Not only studies but they also assist me in other things as well. They help me a lot like you were. Some days they drop me to the junction in the morning and help me with cooking. So I am lucky to have two sons like you. If you were here today, you would be very happy to see them as mature persons.

I know you liked to watch them going to the new class on the first day of every year from the day of admission to the school. After they came to higher classes still you wanted to watch them. When I told you, it would be late and go for work, but you still needed that feeling of happiness.

The first day, both sons came to my section of the school I missed your comments.
You had a note book, its name is “Supun and Nipun.” You had written all the special things of their life from small days. When I read the whole book after your demise I found an interesting sentence you have written. When you were writing the book, Nipun Putha had come there and told you “‘thattha’ is writing A, B, C.” So you wrote that also. He was very small then. When I read that book, I realised how much you loved them and admired them. I wish I could share those happy memories with you.

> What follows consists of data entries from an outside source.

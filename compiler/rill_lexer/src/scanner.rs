//! Hand-written scanner producing the Rill token stream.
//!
//! The scanner operates on a sentinel-terminated [`Cursor`] and emits
//! [`Token`] values in source order. One scanner runs exactly one pass
//! over one buffer: construct, call [`Scanner::scan_tokens`], discard.
//!
//! # Design
//!
//! The main loop dispatches on the leading byte. Each arm either emits
//! an immediate token, skips trivia, or enters a named sub-scan
//! (string, number, identifier, line comment). Errors go to the
//! [`Reporter`] and scanning continues; a pass always reaches
//! end-of-source and surfaces every problem it met along the way.

use rill_diagnostic::Reporter;

use crate::cursor::Cursor;
use crate::keywords;
use crate::source_buffer::SourceBuffer;
use crate::token::{Literal, Token, TokenKind};

/// Single-pass scanner over one source buffer.
pub struct Scanner<'src, 'rep> {
    cursor: Cursor<'src>,
    reporter: &'rep mut Reporter,
    /// Current 1-based line, advanced on every `\n` consumed,
    /// including newlines inside string literals and after comments.
    line: u32,
}

impl<'src, 'rep> Scanner<'src, 'rep> {
    /// Create a scanner over `buffer`, reporting errors into `reporter`.
    pub fn new(buffer: &'src SourceBuffer, reporter: &'rep mut Reporter) -> Self {
        Scanner {
            cursor: buffer.cursor(),
            reporter,
            line: 1,
        }
    }

    /// Run the pass to completion and return the token stream.
    ///
    /// The stream contains no end-of-input marker; exhaustion is the
    /// signal. Check `Reporter::had_error()` before trusting the result.
    pub fn scan_tokens(mut self) -> Vec<Token<'src>> {
        let mut tokens = Vec::new();
        while !self.cursor.is_eof() {
            let start = self.cursor.pos();
            if let Some(token) = self.scan_token(start) {
                tokens.push(token);
            }
        }
        tokens
    }

    /// Scan one token starting at `start`.
    ///
    /// Returns `None` for trivia (whitespace, newlines, comments) and
    /// for erroneous input, which is reported and skipped.
    fn scan_token(&mut self, start: u32) -> Option<Token<'src>> {
        match self.cursor.current() {
            b'(' => Some(self.single(start, TokenKind::LeftParen)),
            b')' => Some(self.single(start, TokenKind::RightParen)),
            b'{' => Some(self.single(start, TokenKind::LeftBrace)),
            b'}' => Some(self.single(start, TokenKind::RightBrace)),
            b',' => Some(self.single(start, TokenKind::Comma)),
            b'.' => Some(self.single(start, TokenKind::Dot)),
            b'-' => Some(self.single(start, TokenKind::Minus)),
            b'+' => Some(self.single(start, TokenKind::Plus)),
            b';' => Some(self.single(start, TokenKind::Semicolon)),
            b'*' => Some(self.single(start, TokenKind::Star)),
            b'!' => Some(self.one_or_two(start, TokenKind::Bang, TokenKind::BangEqual)),
            b'=' => Some(self.one_or_two(start, TokenKind::Equal, TokenKind::EqualEqual)),
            b'<' => Some(self.one_or_two(start, TokenKind::Less, TokenKind::LessEqual)),
            b'>' => Some(self.one_or_two(start, TokenKind::Greater, TokenKind::GreaterEqual)),
            b'/' => self.slash_or_comment(start),
            b' ' | b'\r' | b'\t' => {
                self.cursor.advance();
                None
            }
            b'\n' => {
                self.cursor.advance();
                self.line += 1;
                None
            }
            b'"' => self.string(start),
            b'0'..=b'9' => self.number(start),
            b'a'..=b'z' | b'A'..=b'Z' | b'_' => Some(self.identifier(start)),
            _ => {
                self.unexpected_character(start);
                None
            }
        }
    }

    /// Single-byte token: advance one byte and emit the given kind.
    fn single(&mut self, start: u32, kind: TokenKind) -> Token<'src> {
        self.cursor.advance();
        self.token(start, kind)
    }

    /// `! = < >`: emit `two` if the next byte is `=`, else `one`.
    fn one_or_two(&mut self, start: u32, one: TokenKind, two: TokenKind) -> Token<'src> {
        self.cursor.advance();
        if self.cursor.current() == b'=' {
            self.cursor.advance();
            self.token(start, two)
        } else {
            self.token(start, one)
        }
    }

    /// `/`: line comment or division. `/=` is not an operator; it lexes
    /// as `Slash` followed by whatever comes next.
    fn slash_or_comment(&mut self, start: u32) -> Option<Token<'src>> {
        self.cursor.advance(); // consume first '/'
        if self.cursor.current() == b'/' {
            // Comment body runs to end of line; the newline itself is
            // left for the main loop so it still advances the counter.
            self.cursor.eat_until_newline_or_eof();
            None
        } else {
            Some(self.token(start, TokenKind::Slash))
        }
    }

    /// String literal. No escape sequences; newlines are legal and the
    /// literal value is the text strictly between the quotes.
    fn string(&mut self, start: u32) -> Option<Token<'src>> {
        let line = self.line;
        self.cursor.advance(); // consume opening '"'
        let closing = self.cursor.find_quote_or_eof();
        self.line += newline_count(self.cursor.slice(start + 1, self.cursor.pos()));
        if closing == 0 {
            self.reporter.error(line, "unterminated string");
            return None;
        }
        self.cursor.advance(); // consume closing '"'
        let literal = self.cursor.slice(start + 1, self.cursor.pos() - 1);
        Some(Token::with_literal(
            TokenKind::String,
            self.cursor.slice_from(start),
            Literal::Str(literal),
            line,
        ))
    }

    /// Number literal: maximal digit run, optional `. digits` fraction.
    ///
    /// A trailing `.` not followed by a digit is left for the main loop
    /// (`123.` is `Number` then `Dot`). No exponent, no sign.
    fn number(&mut self, start: u32) -> Option<Token<'src>> {
        self.cursor.eat_while(|b| b.is_ascii_digit());

        if self.cursor.current() == b'.' && self.cursor.peek().is_ascii_digit() {
            self.cursor.advance(); // consume '.'
            self.cursor.eat_while(|b| b.is_ascii_digit());
        }

        let lexeme = self.cursor.slice_from(start);
        match lexeme.parse::<f64>() {
            Ok(value) => Some(Token::with_literal(
                TokenKind::Number,
                lexeme,
                Literal::Number(value),
                self.line,
            )),
            Err(_) => {
                self.reporter
                    .error(self.line, format!("invalid number literal `{lexeme}`"));
                None
            }
        }
    }

    /// Identifier or keyword: maximal alphanumeric/underscore run.
    fn identifier(&mut self, start: u32) -> Token<'src> {
        self.cursor.eat_while(is_ident_continue);
        let lexeme = self.cursor.slice_from(start);
        let kind = keywords::lookup(lexeme).unwrap_or(TokenKind::Identifier);
        Token::new(kind, lexeme, self.line)
    }

    /// No lexical rule matches: report, skip one full code point, continue.
    fn unexpected_character(&mut self, start: u32) {
        self.cursor.advance_char();
        let text = self.cursor.slice_from(start);
        match text.chars().next() {
            Some(c) => self
                .reporter
                .error(self.line, format!("unexpected character `{}`", c.escape_debug())),
            None => self.reporter.error(self.line, "unexpected character"),
        }
    }

    fn token(&self, start: u32, kind: TokenKind) -> Token<'src> {
        Token::new(kind, self.cursor.slice_from(start), self.line)
    }
}

/// Count `\n` bytes in `text` using SIMD-accelerated search.
#[allow(
    clippy::cast_possible_truncation,
    reason = "newline count is bounded by source length which fits in u32"
)]
fn newline_count(text: &str) -> u32 {
    memchr::memchr_iter(b'\n', text.as_bytes()).count() as u32
}

/// 256-byte lookup table for identifier continuation bytes.
/// `true` for a-z, A-Z, 0-9, and underscore.
/// The sentinel byte (0x00) maps to `false`, naturally terminating loops.
#[allow(
    clippy::cast_possible_truncation,
    reason = "loop counter i is 0..=255, always fits in u8"
)]
static IS_IDENT_CONTINUE_TABLE: [bool; 256] = {
    let mut table = [false; 256];
    let mut i = 0u16;
    while i < 256 {
        table[i as usize] = matches!(
            i as u8,
            b'a'..=b'z' | b'A'..=b'Z' | b'0'..=b'9' | b'_'
        );
        i += 1;
    }
    table
};

/// Returns `true` if `b` is a valid identifier continuation byte.
#[inline]
fn is_ident_continue(b: u8) -> bool {
    IS_IDENT_CONTINUE_TABLE[b as usize]
}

I believe that as the way you expected, they will fulfill your dreams. Elder son Supun is really working hard. He is a good example for others how to take a challenge and decided to sit the exam again, as he was unable to sit last year due to ill health, just two days prior to the exam.
I am sure our sons will become good citizens as they are blessed by you. We will remember you forever.

Champika Ramani Dias


Your memories heal my pain

Three years have gone by, since you left me and the world that loved you very much. But the memories that you and I shared help me to ease down the loneliness, the pain that I have to heal without you.
We had a bond, far beyond that was of a father and a son. We were best friends. We used to talk everything that matters life and work. You wanted me to know everything that would help me to stand on my own feet and achieve the major goals that are needed to succeed in my life.
You always told me to do whatever that I think is the best for myself. But you wanted one to remember that every action has its own consequences.

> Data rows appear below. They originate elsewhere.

use std::fmt;

/// Severity level for diagnostics.
#[derive(Copy, Clone, Eq, PartialEq, Hash, Debug)]
pub enum Severity {
    Error,
    Warning,
}

impl fmt::Display for Severity {
    fn fmt(&self, f: &mut fmt::Formatter<'_>) -> fmt::Result {
        match self {
            Severity::Error => write!(f, "error"),
            Severity::Warning => write!(f, "warning"),
        }
    }
}

/// A single diagnostic: what went wrong and on which source line.
///
/// Lexical analysis is line-granular (tokens carry a line, not a byte
/// span), so diagnostics are too.
#[derive(Clone, Eq, PartialEq, Hash, Debug)]
#[must_use = "diagnostics should be reported or returned, not silently dropped"]
pub struct Diagnostic {
    pub severity: Severity,
    /// Source line the diagnostic points at (1-based).
    pub line: u32,
    pub message: String,
}

impl Diagnostic {
    /// Create an error diagnostic.
    pub fn error(line: u32, message: impl Into<String>) -> Self {
        Diagnostic {
            severity: Severity::Error,
            line,
            message: message.into(),
        }
    }

    /// Create a warning diagnostic.
    pub fn warning(line: u32, message: impl Into<String>) -> Self {
        Diagnostic {
            severity: Severity::Warning,
            line,
            message: message.into(),
        }
    }

    /// Returns `true` if this diagnostic is an error.
    pub fn is_error(&self) -> bool {
        self.severity == Severity::Error
    }
}

impl fmt::Display for Diagnostic {
    fn fmt(&self, f: &mut fmt::Formatter<'_>) -> fmt::Result {
        write!(f, "[line {}] {}: {}", self.line, self.severity, self.message)
    }
}

#[cfg(test)]
mod tests {
    use super::*;
    use pretty_assertions::assert_eq;

    #[test]
    fn error_constructor_sets_severity() {
        let diag = Diagnostic::error(3, "unterminated string");
        assert_eq!(diag.severity, Severity::Error);
        assert_eq!(diag.line, 3);
        assert!(diag.is_error());
    }

    #[test]
    fn warning_is_not_error() {
        let diag = Diagnostic::warning(1, "shadowed binding");
        assert!(!diag.is_error());
    }

    #[test]
    fn display_matches_driver_format() {
        let diag = Diagnostic::error(7, "unexpected character `@`");
        assert_eq!(diag.to_string(), "[line 7] error: unexpected character `@`");
    }

    #[test]
    fn severity_displays_lowercase() {
        assert_eq!(Severity::Error.to_string(), "error");
        assert_eq!(Severity::Warning.to_string(), "warning");
    }
}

You sacrificed your time for the well-being of me and ‘malli’. You always wanted to provide everything we needed and yes; you provided everything we needed. Your teaching and advice has helped me to go through this painful period that I have to face alone without you. I knew that you are watching me. I know that you are right behind me; helping me to do my studies well; which is the most important thing now as the exams are getting closer. You never wanted me to give up and I didn’t give up. I wanted to do my exams well, no matter how many years it takes to succeed well. The last day that you and I talked, the day you left all of us, you told me to have a plan and start studying well as it was exactly a year for the A/L exam.

What you told me on that day helped me to motivate myself to study well. Even after three years, I am still with the exams. But this time I and ‘malli’ will be doing the exams together and we will so, it will, just for you, just as you wanted that you always wanted us to do was to do the exams well.

You had a ‘dream’ and we are committed to make that dream come true. You wanted us to climb to the top level that can be achieved in the field we have chosen to do. The exams will be the foundation to make that dream come true.

I promise you that I will look after mother and brother just the way you looked after them and I will keep them happy as ever.
For all what I am; I owe to you… I miss you a lot, but I love you more than anyone. I love you so much Thatha. You are the best father in the world.